Avec Fragile, son premier long métrage de fiction, le jeune réalisateur genevois Laurent Nègre démêle les relations exacerbées de deux frère et soeur. Marthe Keller, en mère frappée par l’Alzheimer, domine une interprétation de premier ordre.

Comment se fait-il que les êtres supposés le mieux se connaître peinent tant, parfois, à se comprendre, ou n’y parviennent que trop tard, à la faveur de tel ou tel drame ? Ce thème de la difficile communication entre individus très proches est au cœur du premier long métrage de fiction du Genevois Laurent Nègre, Fragile, qui impressionne d’emblée par ses qualités d’émotion et par sa direction d’acteurs. Il y est question d’une femme séparée (Marthe Keller), la cinquantaine, atteinte de la maladie d’Alzheimer, dont son fils Sam (Felipe Castro), artiste et sensible, s’occupe fidèlement à l’insu de son irascible sœur Catherine (Stefanie Günther) très absorbée par sa carrière de médecin et vivant une relation saphique plutôt orageuse avec son amie (Sandra Korol). Par delà leur agressivité mutuelle, les deux jeunes gens finissent cependant par se retrouver à l’instant même où Sam allait imiter le geste de sa mère, laquelle s’est suicidée pour ne pas être à charge et couper court à sa propre déchéance.
« Mon film parle essentiellement du manque d’amour, explique le jeune réalisateur (né en 1973 à Genève), et cela au sein même de la famille, où les pires malentendus se prolongent souvent sans se résoudre. Mes personnages, eux, se réveillent finalement, mais il aura fallu le suicide de la mère pour qu’ils se retrouvent in extremis. »
Le rôle de la mère, précisément, que Marthe Keller incarne avec autant de frémissante sensibilité que de justesse, en évitant tout pathos, a valu à Fragile la reconnaissance du jury de Soleure avec le Prix du meilleur second rôle à la comédienne. Mais comment, au fait, Laurent Nègre en est-il arrivé à solliciter Marthe Keller ?
« En fait, c’est elle que j’ai vue idéalement, en premier lieu, dans ce rôle. Je n’ai pas pensé « star » mais plutôt « aura » et présence, me rappelant plusieurs films où j’avais apprécié son rayonnement, comme Bobby Deerfield. Après un premier contact avec son agent, elle a eu le scénario en main et a tout de suite accepté. Les autres acteurs, issus du milieu genevois, ont été choisis sur casting, mais eux autant que Marthe se sont révélés les personnages que je cherchais.

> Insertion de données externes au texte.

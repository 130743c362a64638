use chrono::{DateTime, NaiveDate};
use serde::{Deserialize, Serialize};

use crate::config::FreshnessThresholds;
use crate::error::{DirectoryError, Result};

const DATE_LAYOUTS: [&str; 4] = ["%Y-%m-%d", "%Y.%m.%d", "%Y/%m/%d", "%Y.%m.%d."];

/// How long ago a company was last visited
#[derive(Debug, Clone, Copy, PartialEq, Eq, Serialize, Deserialize)]
#[serde(rename_all = "snake_case")]
pub enum Freshness {
    /// At least `stale_days` since the last visit
    Stale,
    /// Between `aging_days` and `stale_days`
    Aging,
    /// Visited within `aging_days` (future dates included)
    Recent,
    /// No visit on record
    Unknown,
}

impl Freshness {
    #[must_use]
    pub fn classify(
        last_visit: Option<NaiveDate>,
        today: NaiveDate,
        thresholds: &FreshnessThresholds,
    ) -> Self {
        let Some(last_visit) = last_visit else {
            return Self::Unknown;
        };
        let days = (today - last_visit).num_days();
        if days >= thresholds.stale_days {
            Self::Stale
        } else if days >= thresholds.aging_days {
            Self::Aging
        } else {
            Self::Recent
        }
    }

    pub const fn as_str(self) -> &'static str {
        match self {
            Self::Stale => "stale",
            Self::Aging => "aging",
            Self::Recent => "recent",
            Self::Unknown => "unknown",
        }
    }
}

/// Parse a visit date cell: `YYYY-MM-DD`, `YYYY.MM.DD`, `YYYY/MM/DD`, or an RFC 3339 timestamp.
///
/// A trailing time component separated by a space or `T` (`2024-03-01 09:30:00`,
/// `2024-03-01T09:30:00`) is ignored.
pub fn parse_visit_date(raw: &str) -> Result<NaiveDate> {
    let trimmed = raw.trim();
    if let Ok(ts) = DateTime::parse_from_rfc3339(trimmed) {
        return Ok(ts.date_naive());
    }

    let date_part = trimmed
        .split(|c: char| c.is_whitespace() || c == 'T')
        .next()
        .unwrap_or_default();
    DATE_LAYOUTS
        .iter()
        .find_map(|layout| NaiveDate::parse_from_str(date_part, layout).ok())
        .ok_or_else(|| DirectoryError::InvalidDate(raw.to_string()))
}
use std::collections::BTreeMap;
use std::path::Path;

use crate::error::{IngestError, Result};

/// On-disk layout of an exported sheet
#[derive(Debug, Clone, Copy, PartialEq, Eq)]
pub enum TableFormat {
    /// `[{...}, ...]` or `{"rows": [{...}, ...]}`
    Json,
    /// `[[rows]]` array of tables
    Toml,
}

impl TableFormat {
    pub fn from_path(path: &Path) -> Result<Self> {
        let ext = path
            .extension()
            .and_then(|ext| ext.to_str())
            .map(str::to_ascii_lowercase);
        match ext.as_deref() {
            Some("json") => Ok(Self::Json),
            Some("toml") => Ok(Self::Toml),
            _ => Err(IngestError::UnsupportedFormat(path.display().to_string())),
        }
    }
}

/// One sheet row: column header -> cell text
#[derive(Debug, Clone, Default, PartialEq, Eq)]
pub struct RawRow {
    cells: BTreeMap<String, String>,
}

impl RawRow {
    /// Cell text, or "" when the column is absent
    #[must_use]
    pub fn get(&self, column: &str) -> &str {
        self.cells.get(column).map(String::as_str).unwrap_or("")
    }

    #[must_use]
    pub fn is_blank(&self) -> bool {
        self.cells.values().all(|cell| cell.trim().is_empty())
    }

    fn columns(&self) -> impl Iterator<Item = &str> {
        self.cells.keys().map(String::as_str)
    }
}

impl<K: Into<String>, V: Into<String>> FromIterator<(K, V)> for RawRow {
    fn from_iter<I: IntoIterator<Item = (K, V)>>(iter: I) -> Self {
        Self {
            cells: iter
                .into_iter()
                .map(|(k, v)| (k.into(), v.into()))
                .collect(),
        }
    }
}

/// Whole sheet, read in one go
#[derive(Debug, Clone, Default, PartialEq, Eq)]
pub struct RawTable {
    rows: Vec<RawRow>,
}

impl RawTable {
    #[must_use]
    pub fn new(rows: Vec<RawRow>) -> Self {
        Self { rows }
    }

    pub fn load(path: &Path) -> Result<Self> {
        let format = TableFormat::from_path(path)?;
        let text = std::fs::read_to_string(path)?;
        let table = match format {
            TableFormat::Json => Self::from_json_str(&text)?,
            TableFormat::Toml => Self::from_toml_str(&text)?,
        };
        log::debug!("Loaded {} rows from {}", table.rows.len(), path.display());
        Ok(table)
    }

    pub fn from_json_str(text: &str) -> Result<Self> {
        let value: serde_json::Value = serde_json::from_str(text)?;
        let rows = match value {
            serde_json::Value::Array(rows) => rows,
            serde_json::Value::Object(mut obj) => match obj.remove("rows") {
                Some(serde_json::Value::Array(rows)) => rows,
                _ => {
                    return Err(IngestError::SchemaMismatch(
                        "expected a top-level array or a \"rows\" array".to_string(),
                    ))
                }
            },
            _ => {
                return Err(IngestError::SchemaMismatch(
                    "expected a top-level array or a \"rows\" array".to_string(),
                ))
            }
        };

        rows.into_iter()
            .enumerate()
            .map(|(idx, row)| match row {
                serde_json::Value::Object(cells) => Ok(cells
                    .into_iter()
                    .map(|(column, cell)| (column, json_cell_text(cell)))
                    .collect::<RawRow>()),
                other => Err(IngestError::SchemaMismatch(format!(
                    "row {idx} is not an object: {other}"
                ))),
            })
            .collect::<Result<Vec<RawRow>>>()
            .map(Self::new)
    }

    pub fn from_toml_str(text: &str) -> Result<Self> {
        let mut doc = text.parse::<toml::Table>()?;
        let rows = match doc.remove("rows") {
            Some(toml::Value::Array(rows)) => rows,
            None => Vec::new(),
            Some(_) => {
                return Err(IngestError::SchemaMismatch(
                    "\"rows\" must be an array of tables".to_string(),
                ))
            }
        };

        rows.into_iter()
            .enumerate()
            .map(|(idx, row)| match row {
                toml::Value::Table(cells) => Ok(cells
                    .into_iter()
                    .map(|(column, cell)| (column, toml_cell_text(cell)))
                    .collect::<RawRow>()),
                other => Err(IngestError::SchemaMismatch(format!(
                    "row {idx} is not a table: {other}"
                ))),
            })
            .collect::<Result<Vec<RawRow>>>()
            .map(Self::new)
    }

    #[must_use]
    pub fn rows(&self) -> &[RawRow] {
        &self.rows
    }

    #[must_use]
    pub fn len(&self) -> usize {
        self.rows.len()
    }

    #[must_use]
    pub fn is_empty(&self) -> bool {
        self.rows.is_empty()
    }

    /// Every column header seen in any row
    #[must_use]
    pub fn columns(&self) -> Vec<&str> {
        let mut seen: Vec<&str> = self.rows.iter().flat_map(RawRow::columns).collect();
        seen.sort_unstable();
        seen.dedup();
        seen
    }
}

fn json_cell_text(cell: serde_json::Value) -> String {
    match cell {
        serde_json::Value::Null => String::new(),
        serde_json::Value::String(text) => text,
        other => other.to_string(),
    }
}

fn toml_cell_text(cell: toml::Value) -> String {
    match cell {
        toml::Value::String(text) => text,
        toml::Value::Datetime(dt) => dt.to_string(),
        other => other.to_string(),
    }
}

#[cfg(test)]
mod tests {
    use super::*;
    use pretty_assertions::assert_eq;

    #[test]
    fn json_array_with_nulls_and_numbers() {
        let table = RawTable::from_json_str(
            r#"[{"거래처명":"세창상사","주소":null,"연락처":1012345678},{"거래처명":"가람"}]"#,
        )
        .unwrap();
        assert_eq!(table.len(), 2);
        assert_eq!(table.rows()[0].get("주소"), "");
        assert_eq!(table.rows()[0].get("연락처"), "1012345678");
        assert_eq!(table.rows()[1].get("주소"), "");
        assert_eq!(table.columns(), vec!["거래처명", "연락처", "주소"]);
    }

    #[test]
    fn json_rows_wrapper_is_accepted() {
        let table = RawTable::from_json_str(r#"{"rows":[{"거래처명":"가람"}]}"#).unwrap();
        assert_eq!(table.rows()[0].get("거래처명"), "가람");
    }

    #[test]
    fn json_scalar_rows_are_rejected() {
        assert!(matches!(
            RawTable::from_json_str(r#"["가람"]"#),
            Err(IngestError::SchemaMismatch(_))
        ));
        assert!(matches!(
            RawTable::from_json_str("42"),
            Err(IngestError::SchemaMismatch(_))
        ));
    }

    #[test]
    fn toml_rows_with_dates() {
        let table = RawTable::from_toml_str(
            r#"
            [[rows]]
            "거래처명" = "세창상사"
            "마지막 방문일" = 2024-03-01

            [[rows]]
            "거래처명" = "가람"
            "마지막 방문일" = 2024-03-05T09:30:00

            [[rows]]
            "거래처명" = "나래"
            "연락처" = 1012345678
            "#,
        )
        .unwrap();
        assert_eq!(table.len(), 3);
        assert_eq!(table.rows()[0].get("마지막 방문일"), "2024-03-01");
        assert_eq!(table.rows()[1].get("마지막 방문일"), "2024-03-05T09:30:00");
        assert_eq!(table.rows()[2].get("연락처"), "1012345678");
    }

    #[test]
    fn toml_without_rows_is_empty() {
        assert!(RawTable::from_toml_str("title = \"x\"").unwrap().is_empty());
    }

    #[test]
    fn format_follows_extension() {
        assert_eq!(
            TableFormat::from_path(Path::new("sheet.JSON")).unwrap(),
            TableFormat::Json
        );
        assert_eq!(
            TableFormat::from_path(Path::new("sheet.toml")).unwrap(),
            TableFormat::Toml
        );
        assert!(TableFormat::from_path(Path::new("sheet.xlsx")).is_err());
    }

    #[test]
    fn load_reads_from_disk() {
        let dir = tempfile::tempdir().unwrap();
        let path = dir.path().join("sheet.json");
        std::fs::write(&path, r#"[{"거래처명":"세창상사"}]"#).unwrap();
        let table = RawTable::load(&path).unwrap();
        assert_eq!(table.len(), 1);
        assert!(matches!(
            RawTable::load(&dir.path().join("missing.json")),
            Err(IngestError::Io(_))
        ));
    }

    #[test]
    fn blank_rows_are_detected() {
        let row: RawRow = [("거래처명", " "), ("주소", "")].into_iter().collect();
        assert!(row.is_blank());
    }
}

C’était la première fois que je me livrais à un vrai travail avec les acteurs, et je leur suis reconnaissant de m’avoir aidé, restant assez souple avec le dialogue et réécrivant parfois avec leur complicité. »
En présentant à Soleure son premier film, Laurent Nègre ne pouvait « couper » à la question sur sa position par rapport au cinéma suisse et, plus précisément, sur le débat lancé par Nicolas Bideau sur la notion du « populaire de qualité»… Visiblement méfiant à l’égard d’un préjugé national restrictif, en pariant pour le caractère « universel » du cinéma, le réalisateur de Fragile en convient pourtant : « La question du public est fondamentale. Ce scénario est-il lisible ? Ce dialogue est-il crédible ? Comme je ne fais pas de l’art brut, je me pose naturellement ces questions, qui vont d’ailleurs de pair avec la question de la qualité. Si personne ne s’intéresse à mon histoire, c’est peut-être qu’elle ne tient pas debout ou qu’elle est mal fagotée ? »
Ce qui est sûr, c’est que Fragile témoigne déjà d’une maîtrise artisanale remarquable. A trente-trois ans, diplômé de l’Ecole supérieure des Beaux-Arts de Genève (section cinéma), à quoi il a ajouté une année de direction de photographie à Barcelone, le cofondateur de l’unité de production Bord Cadre Films vit pleinement sa passion (partagée avec celle de la BD) pour un art qui lui a littéralement appris, dit-il, à lire le monde et à l’interpréter. « Lorsque j’ai fait mon premier film d’école avec une petite équipe, ajoute Laurent Nègre, le moment du tournage a été un tel choc, ça a été si énorme que j’ai compris que c’était ça, vraiment, que je voulais partager »…

A  fleur d'émotion
Le premier film de Laurent Nègre, d’une écriture toute classique, parfois même un peu conventionnelle, vaut en revanche par sa densité émotionnelle, la cohérence de son scénario du point de vue de sa progression psychologique (à l’exception de quelques flottements et d’un happy end un peu « téléphoné », style téléfilm), la justesse de ses dialogues (souvent si faibles dans le cinéma romand) et  la qualité de son interprétation. Sans trop entrer dans le détail des (non)relations liant les trois protagonistes (auxquels s’ajoutent le père falot et l’amie de Catherine), le film décline les multiples aspects de la fragilité. Qui est le plus fragile de la mère dont la personnalité se disloque, du fils qui semble toute porosité sensible et de sa sœur paraissant au contraire dure et intraitable ?
Le paradoxe final du film est peut-être que sa fragilité, du point de vue artistique, tienne à sa tournure un peu trop « carrée ». Sa vraie force est au contraire d’illustrer la fragilité et ce qui la pallie : force d’amour…    
En salle dès le 8 février 2006.

Cet article a paru dans l'édition de 24 Heures du 8 février 2006

Commentaires

  • Tout votre blog est un acte héroïque dressé contre la dictature du zapping. Ici on revient sur le film Fragile, déjà abordé le mercredi 18 janvier. Ce qui était alors une page de journal qui promenait le film d'une discussion cinéphilique au travestissement du rêve se métamorphose en essai critique où se croisent les paradoxes. Nul doute qu'il continue à féconder vos carnets plus tard. Vous êtes fidèle, et nous lecteurs impénitents avec, à ce qui vous nourrit. Ce film que nous ne faisons que deviner par vos mots nous parle tellement de ce que nous sommes, ici à cette heure merveilleuse du blog, où nous sommes à la fois si proches d'être lointains et si forts de communier dans nos faiblesses, la devisante Pomme disant tout haut sur le poids du monde ce que beaucoup gardent sans doute gelé au fond de la gorge.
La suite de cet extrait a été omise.